Assignment | The listing that follows should be duplicated character for character.
[Start of Attachment]
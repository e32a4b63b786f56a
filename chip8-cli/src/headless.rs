//! Devices for running without a window.
use chip8::{constants::*, Chip8DisplayBuffer, Devices, Keypad};
use log::{debug, info};

use crate::config::KeyEvent;

/// Replays scripted key events, and records output instead of presenting it.
pub struct HeadlessDevices {
    frame: u64,
    script: Vec<KeyEvent>,
    cursor: usize,
    /// Copy of the last presented frame.
    screen: Box<[bool; DISPLAY_BUFFER_SIZE]>,
    buzzer: bool,
    draws: u64,
}

impl HeadlessDevices {
    /// Script must be sorted by frame.
    pub fn new(script: Vec<KeyEvent>) -> Self {
        Self {
            frame: 0,
            script,
            cursor: 0,
            screen: Box::new([false; DISPLAY_BUFFER_SIZE]),
            buzzer: false,
            draws: 0,
        }
    }

    pub fn frame(&self) -> u64 {
        self.frame
    }

    pub fn screen(&self) -> &[bool; DISPLAY_BUFFER_SIZE] {
        &self.screen
    }

    pub fn buzzer(&self) -> bool {
        self.buzzer
    }

    pub fn draw_count(&self) -> u64 {
        self.draws
    }
}

impl Devices for HeadlessDevices {
    fn poll_keys(&mut self, keypad: &mut Keypad) {
        while let Some(event) = self.script.get(self.cursor) {
            if event.frame > self.frame {
                break;
            }
            let direction = if event.pressed { "down" } else { "up" };
            debug!("frame {}: {} {direction}", self.frame, event.key);
            keypad.set_key(event.key.as_u8(), event.pressed);
            self.cursor += 1;
        }
        self.frame += 1;
    }

    fn draw(&mut self, display: Chip8DisplayBuffer<'_>) {
        self.screen.copy_from_slice(display);
        self.draws += 1;
    }

    fn buzz(&mut self, state: bool) {
        info!("buzzer {}", if state { "on" } else { "off" });
        self.buzzer = state;
    }
}

#[cfg(test)]
mod test {
    use super::*;
    use chip8::KeyCode;

    fn key(frame: u64, key: KeyCode, pressed: bool) -> KeyEvent {
        KeyEvent { frame, key, pressed }
    }

    #[test]
    fn test_replay_keys() {
        let mut devices = HeadlessDevices::new(vec![
            key(0, KeyCode::Key1, true),
            key(2, KeyCode::Key1, false),
            key(2, KeyCode::Key2, true),
        ]);
        let mut keypad = Keypad::new();

        devices.poll_keys(&mut keypad);
        assert!(keypad.is_pressed(1));

        devices.poll_keys(&mut keypad);
        assert!(keypad.is_pressed(1));

        devices.poll_keys(&mut keypad);
        assert!(!keypad.is_pressed(1));
        assert!(keypad.is_pressed(2));
        assert_eq!(devices.frame(), 3);
    }

    #[test]
    fn test_buzz_and_draw() {
        let mut devices = HeadlessDevices::new(Vec::new());
        let mut buffer = [false; DISPLAY_BUFFER_SIZE];
        buffer[3] = true;

        devices.buzz(true);
        devices.draw(&buffer);

        assert!(devices.buzzer());
        assert!(devices.screen()[3]);
        assert_eq!(devices.draw_count(), 1);
    }
}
[End of Attachment]
Written solution |
repository e32a4b63b786f56a
filename chip8-cli/src/headless.rs
//! Devices for running without a window.
use chip8::{constants::*, Chip8DisplayBuffer, Devices, Keypad};
use log::{debug, info};

use crate::config::KeyEvent;

/// Replays scripted key events, and records output instead of presenting it.
pub struct HeadlessDevices {
    frame: u64,
    script: Vec<KeyEvent>,
    cursor: usize,
    /// Copy of the last presented frame.
    screen: Box<[bool; DISPLAY_BUFFER_SIZE]>,
    buzzer: bool,
    draws: u64,
}

impl HeadlessDevices {
    /// Script must be sorted by frame.
    pub fn new(script: Vec<KeyEvent>) -> Self {
        Self {
            frame: 0,
            script,
            cursor: 0,
            screen: Box::new([false; DISPLAY_BUFFER_SIZE]),
            buzzer: false,
            draws: 0,
        }
    }

    pub fn frame(&self) -> u64 {
        self.frame
    }

    pub fn screen(&self) -> &[bool; DISPLAY_BUFFER_SIZE] {
        &self.screen
    }

    pub fn buzzer(&self) -> bool {
        self.buzzer
    }

    pub fn draw_count(&self) -> u64 {
        self.draws
    }
}

impl Devices for HeadlessDevices {
    fn poll_keys(&mut self, keypad: &mut Keypad) {
        while let Some(event) = self.script.get(self.cursor) {
            if event.frame > self.frame {
                break;
            }
            let direction = if event.pressed { "down" } else { "up" };
            debug!("frame {}: {} {direction}", self.frame, event.key);
            keypad.set_key(event.key.as_u8(), event.pressed);
            self.cursor += 1;
        }
        self.frame += 1;
    }

    fn draw(&mut self, display: Chip8DisplayBuffer<'_>) {
        self.screen.copy_from_slice(display);
        self.draws += 1;
    }

    fn buzz(&mut self, state: bool) {
        info!("buzzer {}", if state { "on" } else { "off" });
        self.buzzer = state;
    }
}

#[cfg(test)]
mod test {
    use super::*;
    use chip8::KeyCode;

    fn key(frame: u64, key: KeyCode, pressed: bool) -> KeyEvent {
        KeyEvent { frame, key, pressed }
    }

    #[test]
    fn test_replay_keys() {
        let mut devices = HeadlessDevices::new(vec![
            key(0, KeyCode::Key1, true),
            key(2, KeyCode::Key1, false),
            key(2, KeyCode::Key2, true),
        ]);
        let mut keypad = Keypad::new();

        devices.poll_keys(&mut keypad);
        assert!(keypad.is_pressed(1));

        devices.poll_keys(&mut keypad);
        assert!(keypad.is_pressed(1));

        devices.poll_keys(&mut keypad);
        assert!(!keypad.is_pressed(1));
        assert!(keypad.is_pressed(2));
        assert_eq!(devices.frame(), 3);
    }

    #[test]
    fn test_buzz_and_draw() {
        let mut devices = HeadlessDevices::new(Vec::new());
        let mut buffer = [false; DISPLAY_BUFFER_SIZE];
        buffer[3] = true;

        devices.buzz(true);
        devices.draw(&buffer);

        assert!(devices.buzzer());
        assert!(devices.screen()[3]);
        assert_eq!(devices.draw_count(), 1);
    }
}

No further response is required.